Le Gourmet Chef
- cook. eat. entertain.
- Company type: Subsidiary
- Industry: Retail
- Founded: 1988
- Defunct: 2019
- Fate: Closed as part of Kitchen Collection liquidation
- Headquarters: Chillicothe, Ohio, United States
- Number of locations: 77 stores
- Area served: Nationwide
- Key people: Gregory H. Trepp (CEO)
- Products: Kitchenwares, Housewares, and Specialty Foods
- Owner: NACCO Industries
- Parent: Kitchen Collection
- Website: www.legourmetchef.com ^{[dead link]}

= Le Gourmet Chef =

Le Gourmet Chef was a high-end American consumer retail company specializing in gourmet foods and kitchenware products. It was a subsidiary of Kitchen Collection, owned by NACCO Industries.
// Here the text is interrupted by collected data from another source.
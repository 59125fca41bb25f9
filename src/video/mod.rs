mod extractor;
pub mod preview;
mod types;

pub use extractor::extract;
pub use preview::PreviewDescriptor;
pub use types::{VideoId, VideoReference};
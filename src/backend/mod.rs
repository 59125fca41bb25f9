mod client;
mod http;
mod types;

pub use client::DownloadBackend;
pub use http::HttpBackend;
pub use types::Receipt;
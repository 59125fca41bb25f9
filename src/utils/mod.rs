use std::time::Duration;

/// Short human-readable duration, e.g. `4.2s` or `3m 07s`.
pub fn format_elapsed(elapsed: Duration) -> String {
    // Decide on the rounded value so 59.96s does not print as "60.0s"
    let tenths = (elapsed.as_secs_f64() * 10.0).round() as u64;
    if tenths < 600 {
        return format!("{}.{}s", tenths / 10, tenths % 10);
    }

    let secs = elapsed.as_secs_f64().round() as u64;
    let (hours, minutes, seconds) = (secs / 3600, (secs % 3600) / 60, secs % 60);
    if hours > 0 {
        format!("{hours}h {minutes:02}m {seconds:02}s")
    } else {
        format!("{minutes}m {seconds:02}s")
    }
}
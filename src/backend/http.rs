use super::{client::DownloadBackend, types::Receipt};
use crate::{error::NetworkError, video::VideoId};
use anyhow::{Context, Result};
use async_trait::async_trait;
use tracing::{debug, info, warn};
use url::Url;

/// Talks to the audio backend over plain HTTP.
pub struct HttpBackend {
    client: reqwest::Client,
    base_url: Url,
}

impl HttpBackend {
    pub fn new(base_url: Url) -> Result<Self> {
        let client = reqwest::Client::builder()
            .user_agent(concat!(env!("CARGO_PKG_NAME"), "/", env!("CARGO_PKG_VERSION")))
            .build()
            .context("Failed to build HTTP client")?;

        Self::with_client(base_url, client)
    }

    pub fn with_client(base_url: Url, client: reqwest::Client) -> Result<Self> {
        if !matches!(base_url.scheme(), "http" | "https") || base_url.cannot_be_a_base() {
            return Err(anyhow::anyhow!(
                "Backend URL must be an absolute http(s) URL, got {}",
                base_url
            ));
        }

        info!("Using audio backend at {}", base_url);
        Ok(Self { client, base_url })
    }

    /// `{base}/download?id=..&musicbrainzid=..`, keeping any path prefix of the base URL.
    pub fn download_url(&self, video_id: &VideoId, metadata: Option<&str>) -> Url {
        let mut url = self.base_url.clone();
        // Checked in the constructor
        if let Ok(mut segments) = url.path_segments_mut() {
            segments.pop_if_empty().push("download");
        }
        url.query_pairs_mut()
            .clear()
            .append_pair("id", video_id.as_str())
            .append_pair("musicbrainzid", metadata.unwrap_or(""));
        url
    }
}

#[async_trait]
impl DownloadBackend for HttpBackend {
    fn name(&self) -> &'static str {
        "http"
    }

    async fn request_download(
        &self,
        video_id: &VideoId,
        metadata: Option<&str>,
    ) -> Result<Receipt, NetworkError> {
        let url = self.download_url(video_id, metadata);
        debug!("Requesting download: {}", url);

        let response = self.client.get(url).send().await.map_err(|e| {
            warn!("Backend request failed: {}", e);
            NetworkError::Transport(e.to_string())
        })?;

        let status = response.status();
        if !status.is_success() {
            warn!("Backend responded with {}", status);
            return Err(NetworkError::Status(status.as_u16()));
        }

        let body = response
            .text()
            .await
            .map_err(|e| NetworkError::Transport(e.to_string()))?;
        debug!("Backend receipt: {}", body);

        Ok(Receipt::new(body))
    }
}
use crate::download::{DownloadState, JobSnapshot};

/// One line of text describing where the job is at.
pub fn describe(snapshot: &JobSnapshot) -> String {
    match snapshot.state {
        DownloadState::Ready => "Ready to download.".to_string(),
        DownloadState::Downloading => match &snapshot.preview {
            Some(preview) => format!("Downloading {}...", preview.video_id),
            None => "Downloading...".to_string(),
        },
        DownloadState::Finished => match &snapshot.receipt {
            Some(receipt) if !receipt.as_str().trim().is_empty() => {
                format!("Download complete. Server says: {}", receipt.as_str().trim())
            }
            _ => "Download complete.".to_string(),
        },
        DownloadState::Error => match &snapshot.error {
            Some(error) => format!("Download failed. Please try again. ({error})"),
            None => "Download failed. Please try again.".to_string(),
        },
    }
}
Le Gourmet Chef is headquartered in Chillicothe, Ohio.

==History==
Le Gourmet Chef, Inc. was founded in 1988. On August 8, 2006, it filed for Chapter 11 bankruptcy protection. The company was acquired by Kitchen Collection on August 28, 2006.

== Kitchen Collection liquidation ==
On October 15, 2019, Kitchen Collection, which was a parent of Le Gourmet Chef, announced that it would close all 160 of its stores by the end of 2019.